Agora Sudoeste

Ex-diretor-geral da PRF é preso em operação que investiga interferência nas eleições de 2022

Ex-diretor-geral da PRF é preso em operação que investiga interferência nas eleições de 2022
Foto - Alan Santos / PR

Na manhã desta quarta-feira, Silvinei Vasques, ex-diretor-geral da Polícia Rodoviária Federal (PRF), foi preso preventivamente em Florianópolis, em uma operação que investiga a possível interferência nas eleições de 2022. Os mandados de prisão foram autorizados pelo ministro do Supremo Tribunal Federal (STF) Alexandre de Moraes. A prisão de Vasques é decorrente de uma série de blitze realizadas pela PRF no dia do segundo turno das eleições, que ocorreu em 30 de outubro de 2022. Essas ações de fiscalização foram apontadas como tendo impactado a movimentação de eleitores, especialmente no Nordeste do país, região em que o candidato do Partido dos Trabalhadores (PT), Lula, tinha vantagem nas pesquisas de intenção de voto sobre Jair Bolsonaro, do Partido Liberal (PL).

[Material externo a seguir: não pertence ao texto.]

//! Incident records
//!
//! Defines the persisted incident, the partial draft carried by mutation
//! payloads, and the status/urgency snapshot the guard reads before a write.
//! Wire codes follow the stored data set: status `N`/`A`/`C`, urgency
//! `L`/`M`/`H`.

use crate::error::ModelError;
use serde::{Deserialize, Serialize};
use serde_json::{Map, Value};
use std::str::FromStr;
use uuid::Uuid;

/// Column names of the `Incidents` entity
pub mod columns {
    /// Primary key
    pub const ID: &str = "ID";
    /// Free-text title
    pub const TITLE: &str = "title";
    /// Status code (`N`, `A`, `C`)
    pub const STATUS: &str = "status_code";
    /// Urgency code (`L`, `M`, `H`)
    pub const URGENCY: &str = "urgency_code";
    /// Assignee identifier
    pub const ASSIGNED_TO: &str = "assignedTo";
}

/// Unique incident identifier
#[derive(Debug, Clone, Copy, PartialEq, Eq, PartialOrd, Ord, Hash, Serialize, Deserialize)]
#[serde(transparent)]
pub struct IncidentId(pub Uuid);

impl IncidentId {
    /// Generate new incident ID
    #[inline]
    #[must_use]
    pub fn new() -> Self {
        Self(Uuid::new_v4())
    }
}

impl Default for IncidentId {
    fn default() -> Self {
        Self::new()
    }
}

impl std::fmt::Display for IncidentId {
    fn fmt(&self, f: &mut std::fmt::Formatter<'_>) -> std::fmt::Result {
        write!(f, "{}", self.0)
    }
}

impl FromStr for IncidentId {
    type Err = ModelError;

    fn from_str(s: &str) -> Result<Self, Self::Err> {
        Uuid::parse_str(s)
            .map(Self)
            .map_err(|e| ModelError::invalid_field(columns::ID, e.to_string()))
    }
}

/// Incident lifecycle status
#[derive(Debug, Clone, Copy, PartialEq, Eq, Hash, Serialize, Deserialize)]
pub enum StatusCode {
    /// Newly reported
    #[serde(rename = "N")]
    New,
    /// Picked up by a processor
    #[serde(rename = "A")]
    Assigned,
    /// Resolved and frozen
    #[serde(rename = "C")]
    Closed,
}

impl StatusCode {
    /// Stored code
    #[inline]
    #[must_use]
    pub const fn code(self) -> &'static str {
        match self {
            Self::New => "N",
            Self::Assigned => "A",
            Self::Closed => "C",
        }
    }

    /// Display label
    #[inline]
    #[must_use]
    pub const fn label(self) -> &'static str {
        match self {
            Self::New => "New",
            Self::Assigned => "Assigned",
            Self::Closed => "Closed",
        }
    }

    /// Whether the incident is closed
    #[inline]
    #[must_use]
    pub const fn is_closed(self) -> bool {
        matches!(self, Self::Closed)
    }
}

impl Default for StatusCode {
    fn default() -> Self {
        Self::New
    }
}

impl FromStr for StatusCode {
    type Err = ModelError;

    fn from_str(s: &str) -> Result<Self, Self::Err> {
        match s {
            "N" => Ok(Self::New),
            "A" => Ok(Self::Assigned),
            "C" => Ok(Self::Closed),
            other => Err(ModelError::UnknownStatus(other.to_string())),
        }
    }
}

impl std::fmt::Display for StatusCode {
    fn fmt(&self, f: &mut std::fmt::Formatter<'_>) -> std::fmt::Result {
        f.write_str(self.label())
    }
}

/// Incident urgency
#[derive(Debug, Clone, Copy, PartialEq, Eq, PartialOrd, Ord, Hash, Serialize, Deserialize)]
pub enum UrgencyCode {
    /// Low urgency
    #[serde(rename = "L")]
    Low,
    /// Medium urgency
    #[serde(rename = "M")]
    Medium,
    /// High urgency
    #[serde(rename = "H")]
    High,
}

impl UrgencyCode {
    /// Stored code
    #[inline]
    #[must_use]
    pub const fn code(self) -> &'static str {
        match self {
            Self::Low => "L",
            Self::Medium => "M",
            Self::High => "H",
        }
    }

    /// Display label
    #[inline]
    #[must_use]
    pub const fn label(self) -> &'static str {
        match self {
            Self::Low => "Low",
            Self::Medium => "Medium",
            Self::High => "High",
        }
    }
}

impl Default for UrgencyCode {
    fn default() -> Self {
        Self::Medium
    }
}

impl FromStr for UrgencyCode {
    type Err = ModelError;

    fn from_str(s: &str) -> Result<Self, Self::Err> {
        match s {
            "L" => Ok(Self::Low),
            "M" => Ok(Self::Medium),
            "H" => Ok(Self::High),
            other => Err(ModelError::UnknownUrgency(other.to_string())),
        }
    }
}

impl std::fmt::Display for UrgencyCode {
    fn fmt(&self, f: &mut std::fmt::Formatter<'_>) -> std::fmt::Result {
        f.write_str(self.label())
    }
}

/// Urgency reference as carried in payloads: code plus display label
///
/// Deserializes from either a bare code (`"H"`) or `{ "code": "H", "descr": "High" }`.
#[derive(Debug, Clone, PartialEq, Eq, Serialize, Deserialize)]
#[serde(from = "UrgencyRepr")]
pub struct UrgencyRef {
    /// Urgency code
    pub code: UrgencyCode,
    /// Display label
    pub descr: String,
}

impl UrgencyRef {
    /// High urgency with its display label
    #[inline]
    #[must_use]
    pub fn high() -> Self {
        Self::from(UrgencyCode::High)
    }
}

impl From<UrgencyCode> for UrgencyRef {
    fn from(code: UrgencyCode) -> Self {
        Self {
            code,
            descr: code.label().to_string(),
        }
    }
}

#[derive(Deserialize)]
#[serde(untagged)]
enum UrgencyRepr {
    Code(UrgencyCode),
    Full {
        code: UrgencyCode,
        #[serde(default)]
        descr: Option<String>,
    },
}

impl From<UrgencyRepr> for UrgencyRef {
    fn from(repr: UrgencyRepr) -> Self {
        match repr {
            UrgencyRepr::Code(code) => Self::from(code),
            UrgencyRepr::Full { code, descr } => Self {
                code,
                descr: descr.unwrap_or_else(|| code.label().to_string()),
            },
        }
    }
}

/// Partial incident carried by a mutation payload
///
/// Every field is optional; absent fields are left untouched by the write.
#[derive(Debug, Clone, Default, PartialEq, Eq, Serialize, Deserialize)]
pub struct IncidentDraft {
    /// Target or new identifier
    #[serde(rename = "ID", default, skip_serializing_if = "Option::is_none")]
    pub id: Option<IncidentId>,
    /// Title
    #[serde(default, skip_serializing_if = "Option::is_none")]
    pub title: Option<String>,
    /// Requested status
    #[serde(rename = "status_code", default, skip_serializing_if = "Option::is_none")]
    pub status: Option<StatusCode>,
    /// Requested urgency
    #[serde(alias = "urgency_code", default, skip_serializing_if = "Option::is_none")]
    pub urgency: Option<UrgencyRef>,
    /// Assignee
    #[serde(rename = "assignedTo", default, skip_serializing_if = "Option::is_none")]
    pub assigned_to: Option<String>,
}

impl IncidentDraft {
    /// Create empty draft
    #[inline]
    #[must_use]
    pub fn new() -> Self {
        Self::default()
    }

    /// With identifier
    #[inline]
    #[must_use]
    pub fn with_id(mut self, id: IncidentId) -> Self {
        self.id = Some(id);
        self
    }

    /// With title
    #[inline]
    #[must_use]
    pub fn with_title(mut self, title: impl Into<String>) -> Self {
        self.title = Some(title.into());
        self
    }

    /// With status
    #[inline]
    #[must_use]
    pub fn with_status(mut self, status: StatusCode) -> Self {
        self.status = Some(status);
        self
    }

    /// With urgency
    #[inline]
    #[must_use]
    pub fn with_urgency(mut self, urgency: UrgencyCode) -> Self {
        self.urgency = Some(UrgencyRef::from(urgency));
        self
    }

    /// Urgency code, if set
    #[inline]
    #[must_use]
    pub fn urgency_code(&self) -> Option<UrgencyCode> {
        self.urgency.as_ref().map(|u| u.code)
    }

    /// Whether this draft requests the incident be closed
    #[inline]
    #[must_use]
    pub fn closes(&self) -> bool {
        self.status.is_some_and(StatusCode::is_closed)
    }

    /// Case-insensitive keyword match on the title; false when untitled
    #[must_use]
    pub fn title_mentions(&self, keyword: &str) -> bool {
        self.title
            .as_deref()
            .is_some_and(|t| t.to_lowercase().contains(&keyword.to_lowercase()))
    }

    /// Stored columns set by this draft
    #[must_use]
    pub fn to_record(&self) -> Map<String, Value> {
        let mut record = Map::new();
        if let Some(id) = self.id {
            record.insert(columns::ID.to_string(), Value::String(id.to_string()));
        }
        if let Some(title) = &self.title {
            record.insert(columns::TITLE.to_string(), Value::String(title.clone()));
        }
        if let Some(status) = self.status {
            record.insert(columns::STATUS.to_string(), Value::from(status.code()));
        }
        if let Some(urgency) = &self.urgency {
            record.insert(columns::URGENCY.to_string(), Value::from(urgency.code.code()));
        }
        if let Some(assignee) = &self.assigned_to {
            record.insert(columns::ASSIGNED_TO.to_string(), Value::String(assignee.clone()));
        }
        record
    }

    /// Materialize a full incident, generating an ID when absent
    ///
    /// # Errors
    /// `ModelError::MissingField` when the title is absent.
    pub fn into_incident(self) -> Result<Incident, ModelError> {
        let title = self.title.ok_or(ModelError::MissingField(columns::TITLE))?;
        Ok(Incident {
            id: self.id.unwrap_or_default(),
            title,
            status: self.status.unwrap_or_default(),
            urgency: self.urgency.map(|u| u.code).unwrap_or_default(),
            assigned_to: self.assigned_to,
        })
    }
}

/// Persisted incident
#[derive(Debug, Clone, PartialEq, Eq, Serialize, Deserialize)]
pub struct Incident {
    /// Identifier
    #[serde(rename = "ID")]
    pub id: IncidentId,
    /// Title
    pub title: String,
    /// Status
    #[serde(rename = "status_code")]
    pub status: StatusCode,
    /// Urgency
    #[serde(rename = "urgency_code")]
    pub urgency: UrgencyCode,
    /// Assignee
    #[serde(rename = "assignedTo", default, skip_serializing_if = "Option::is_none")]
    pub assigned_to: Option<String>,
}

impl Incident {
    /// Create new incident with default status and urgency
    #[must_use]
    pub fn new(title: impl Into<String>) -> Self {
        Self {
            id: IncidentId::new(),
            title: title.into(),
            status: StatusCode::default(),
            urgency: UrgencyCode::default(),
            assigned_to: None,
        }
    }

    /// With identifier
    #[inline]
    #[must_use]
    pub fn with_id(mut self, id: IncidentId) -> Self {
        self.id = id;
        self
    }

    /// With status
    #[inline]
    #[must_use]
    pub fn with_status(mut self, status: StatusCode) -> Self {
        self.status = status;
        self
    }

    /// With urgency
    #[inline]
    #[must_use]
    pub fn with_urgency(mut self, urgency: UrgencyCode) -> Self {
        self.urgency = urgency;
        self
    }

    /// With assignee
    #[inline]
    #[must_use]
    pub fn with_assignee(mut self, assignee: impl Into<String>) -> Self {
        self.assigned_to = Some(assignee.into());
        self
    }

    /// Status/urgency pair read by the guard
    #[inline]
    #[must_use]
    pub fn snapshot(&self) -> IncidentSnapshot {
        IncidentSnapshot {
            status: self.status,
            urgency: self.urgency,
        }
    }

    /// Stored representation
    #[must_use]
    pub fn to_record(&self) -> Map<String, Value> {
        let mut record = Map::new();
        record.insert(columns::ID.to_string(), Value::String(self.id.to_string()));
        record.insert(columns::TITLE.to_string(), Value::String(self.title.clone()));
        record.insert(columns::STATUS.to_string(), Value::from(self.status.code()));
        record.insert(columns::URGENCY.to_string(), Value::from(self.urgency.code()));
        record.insert(
            columns::ASSIGNED_TO.to_string(),
            self.assigned_to.clone().map_or(Value::Null, Value::String),
        );
        record
    }

    /// Parse a stored record
    ///
    /// # Errors
    /// Fails when a required column is missing or holds an unknown code.
    pub fn from_record(record: &Map<String, Value>) -> Result<Self, ModelError> {
        let id: IncidentId = required_str(record, columns::ID)?.parse()?;
        let title = required_str(record, columns::TITLE)?.to_string();
        let assigned_to = optional_str(record, columns::ASSIGNED_TO)?.map(str::to_string);
        let IncidentSnapshot { status, urgency } = IncidentSnapshot::from_record(record)?;
        Ok(Self {
            id,
            title,
            status,
            urgency,
            assigned_to,
        })
    }
}

/// Persisted status and urgency of an incident
#[derive(Debug, Clone, Copy, PartialEq, Eq, Hash)]
pub struct IncidentSnapshot {
    /// Current status
    pub status: StatusCode,
    /// Current urgency
    pub urgency: UrgencyCode,
}

impl IncidentSnapshot {
    /// Columns the guard projects in its point lookup
    pub const COLUMNS: [&'static str; 2] = [columns::STATUS, columns::URGENCY];

    /// Create snapshot
    #[inline]
    #[must_use]
    pub const fn new(status: StatusCode, urgency: UrgencyCode) -> Self {
        Self { status, urgency }
    }

    /// Parse from a record projected on [`Self::COLUMNS`]
    ///
    /// A missing urgency column falls back to the default urgency.
    ///
    /// # Errors
    /// Fails when the status is missing or a code is unknown.
    pub fn from_record(record: &Map<String, Value>) -> Result<Self, ModelError> {
        let status: StatusCode = required_str(record, columns::STATUS)?.parse()?;
        let urgency = optional_str(record, columns::URGENCY)?
            .map(str::parse::<UrgencyCode>)
            .transpose()?
            .unwrap_or_default();
        Ok(Self { status, urgency })
    }
}

fn optional_str<'a>(
    record: &'a Map<String, Value>,
    column: &'static str,
) -> Result<Option<&'a str>, ModelError> {
    match record.get(column) {
        None | Some(Value::Null) => Ok(None),
        Some(Value::String(s)) => Ok(Some(s.as_str())),
        Some(other) => Err(ModelError::invalid_field(
            column,
            format!("expected string, got {other}"),
        )),
    }
}

fn required_str<'a>(
    record: &'a Map<String, Value>,
    column: &'static str,
) -> Result<&'a str, ModelError> {
    optional_str(record, column)?.ok_or(ModelError::MissingField(column))
}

O episódio ganhou contornos polêmicos quando veio à tona que, na véspera do segundo turno, o então diretor-geral da PRF, Silvinei Vasques, havia declarado publicamente seu voto em favor de Jair Bolsonaro. Essa situação gerou questionamentos sobre a imparcialidade das ações da PRF durante as eleições. A ação da Justiça teve desdobramentos mais recentes. No próprio domingo do segundo turno, o ministro Alexandre de Moraes emitiu uma ordem determinando a suspensão imediata das blitze promovidas pela PRF, sob pena de prisão de Silvinei Vasques. No entanto, essa determinação foi desrespeitada pela instituição policial, gerando ainda mais controvérsias e agravando o cenário político já inflamado.